Is there a place where we can find this?
Thank you
Ah and we are using the helm charts to setup the crs where beta1 is hardcoded unfortunately: https://github.com/OT-CONTAINER-KIT/helm-charts/blob/main/charts/redis-sentinel/templates/redis-sentinel.yaml#L2 https://github.com/OT-CONTAINER-KIT/helm-charts/blob/main/charts/redis-replication/templates/redis-replication.yaml#L2
I have also encountered this problem several times with the newest 0.16.0 operator version. I also use redisreplication + sentinel setup and in some cases the operator configures replication with an empty IP and the cluster ends up in a broken state and can't heal without manually rolling the whole cluster.

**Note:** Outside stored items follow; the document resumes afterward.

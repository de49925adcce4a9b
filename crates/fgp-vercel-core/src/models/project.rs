//! Project records returned by `vercel.projects`

use super::{null_as_default, Timestamp, UNKNOWN};
use serde::{Deserialize, Serialize};

#[derive(Debug, Clone, Default, PartialEq, Serialize, Deserialize)]
pub struct ProjectList {
    #[serde(default, deserialize_with = "null_as_default")]
    pub projects: Vec<Project>,
}

#[derive(Debug, Clone, Default, PartialEq, Serialize, Deserialize)]
#[serde(rename_all = "camelCase")]
pub struct Project {
    pub id: Option<String>,
    pub name: Option<String>,
    pub framework: Option<String>,
    pub updated_at: Option<Timestamp>,
}

impl Project {
    pub fn name(&self) -> &str {
        self.name.as_deref().unwrap_or(UNKNOWN)
    }

    pub fn framework(&self) -> &str {
        self.framework.as_deref().unwrap_or(UNKNOWN)
    }

    pub fn updated_at(&self) -> String {
        self.updated_at
            .as_ref()
            .map_or_else(|| UNKNOWN.to_string(), ToString::to_string)
    }
}
//! Client configuration

use crate::{Error, Result};
use serde::{Deserialize, Serialize};
use std::path::PathBuf;
use std::time::Duration;

/// Upper bound on one response line unless configured otherwise (8 MiB)
pub const DEFAULT_MAX_RESPONSE_BYTES: usize = 8 * 1024 * 1024;

#[derive(Debug, Clone, Serialize, Deserialize, PartialEq)]
#[serde(default)]
pub struct ClientConfig {
    pub socket_path: PathBuf,
    /// Bound on one whole exchange; `None` waits forever
    pub timeout_secs: Option<u64>,
    pub max_response_bytes: usize,
}

impl ClientConfig {
    /// Config pointing at an explicit socket, other fields defaulted
    pub fn with_socket(socket_path: impl Into<PathBuf>) -> Self {
        Self {
            socket_path: socket_path.into(),
            ..Self::default()
        }
    }

    /// Validate the configuration
    pub fn validate(&self) -> Result<()> {
        if self.socket_path.as_os_str().is_empty() {
            return Err(Error::Validation("Socket path cannot be empty".to_string()));
        }

        if self.timeout_secs == Some(0) {
            return Err(Error::Validation(
                "Timeout must be greater than 0 seconds".to_string(),
            ));
        }

        if self.max_response_bytes == 0 {
            return Err(Error::Validation(
                "Max response size must be greater than 0".to_string(),
            ));
        }

        Ok(())
    }

    pub fn timeout(&self) -> Option<Duration> {
        self.timeout_secs.map(Duration::from_secs)
    }
}

impl Default for ClientConfig {
    fn default() -> Self {
        Self {
            socket_path: default_socket_path(),
            timeout_secs: None,
            max_response_bytes: DEFAULT_MAX_RESPONSE_BYTES,
        }
    }
}

/// `~/.fgp/services/vercel/daemon.sock`
pub fn default_socket_path() -> PathBuf {
    dirs::home_dir()
        .unwrap_or_else(|| PathBuf::from("."))
        .join(".fgp")
        .join("services")
        .join("vercel")
        .join("daemon.sock")
}
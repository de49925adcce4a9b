//! Fixed marker tables used when rendering daemon results

/// Marker for any deployment state missing from the table
pub const DEFAULT_STATE_MARKER: &str = "⚪";

/// Marker for any log level missing from the table
pub const DEFAULT_LEVEL_MARKER: &str = "•";

const DEPLOYMENT_STATE_MARKERS: &[(&str, &str)] = &[
    ("READY", "🟢"),
    ("ERROR", "🔴"),
    ("BUILDING", "🟡"),
    ("QUEUED", "⚪"),
];

const LOG_LEVEL_MARKERS: &[(&str, &str)] = &[("error", "❌"), ("warn", "⚠️"), ("info", "ℹ️")];

/// Marker for a deployment in a listing
pub fn deployment_marker(state: &str) -> &'static str {
    lookup(DEPLOYMENT_STATE_MARKERS, state).unwrap_or(DEFAULT_STATE_MARKER)
}

/// Marker for the single-deployment status view, where every state that is
/// neither ready nor failed counts as in progress.
pub fn status_marker(state: &str) -> &'static str {
    match state {
        "READY" => "🟢",
        "ERROR" => "🔴",
        _ => "🟡",
    }
}

pub fn log_marker(level: &str) -> &'static str {
    lookup(LOG_LEVEL_MARKERS, level).unwrap_or(DEFAULT_LEVEL_MARKER)
}

pub fn verified_marker(verified: bool) -> &'static str {
    if verified {
        "✓"
    } else {
        "✗"
    }
}

fn lookup(table: &[(&str, &'static str)], key: &str) -> Option<&'static str> {
    table
        .iter()
        .find(|(name, _)| *name == key)
        .map(|(_, marker)| *marker)
}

Hi @shubham-cmyk. Any update on this? This is a dealbreaker for us as we already run these instances in production. We can't change anything until this is fixed.
@landorg I ditched this operator and decided to just use plain simple statefulsets instead, configuring the replication between nodes after first boot and letting Sentinel take over after that.
Using pod disruption budgets and other k8s primitives is enough to make the setup stable and fault-tolerant - the operator only breaks things in it's current form and adds unnecessary delays and Sentinel restarts.
There is a use case for the operator if creating a cluster-style setup, but for replication+sentinel, it's not really needed at all.
I'm on Operator 0.15.9 and Image 7.0.12, and bumping up against this exact issue right now.
The 0.16.0 operator has been released but the Helm chart hasn't been updated, so I guess I'm sort of stuck with manual intervention for the time being.
I had to issue replicaof <ip> <port>
commands on my replicas to get over the issue.
I am also hitting this issue. I was able to fix my cluster using command from @nathan-bowman 's comment I'm on Operator 0.15.1 and image 7.0.12
I have same issue on Operator v0.16.0 and redis v7.0.12 & v7.2.3
Operator v0.17.0 released today, still waiting on the Helm chart to get updated...
Hello @shubham-cmyk, I wanted to follow up on the status of this issue. We are also experiencing the same problem in our production environments and would appreciate any updates you can provide. Thank you for your assistance.
Happy this got adressed. When can we expect a release of this?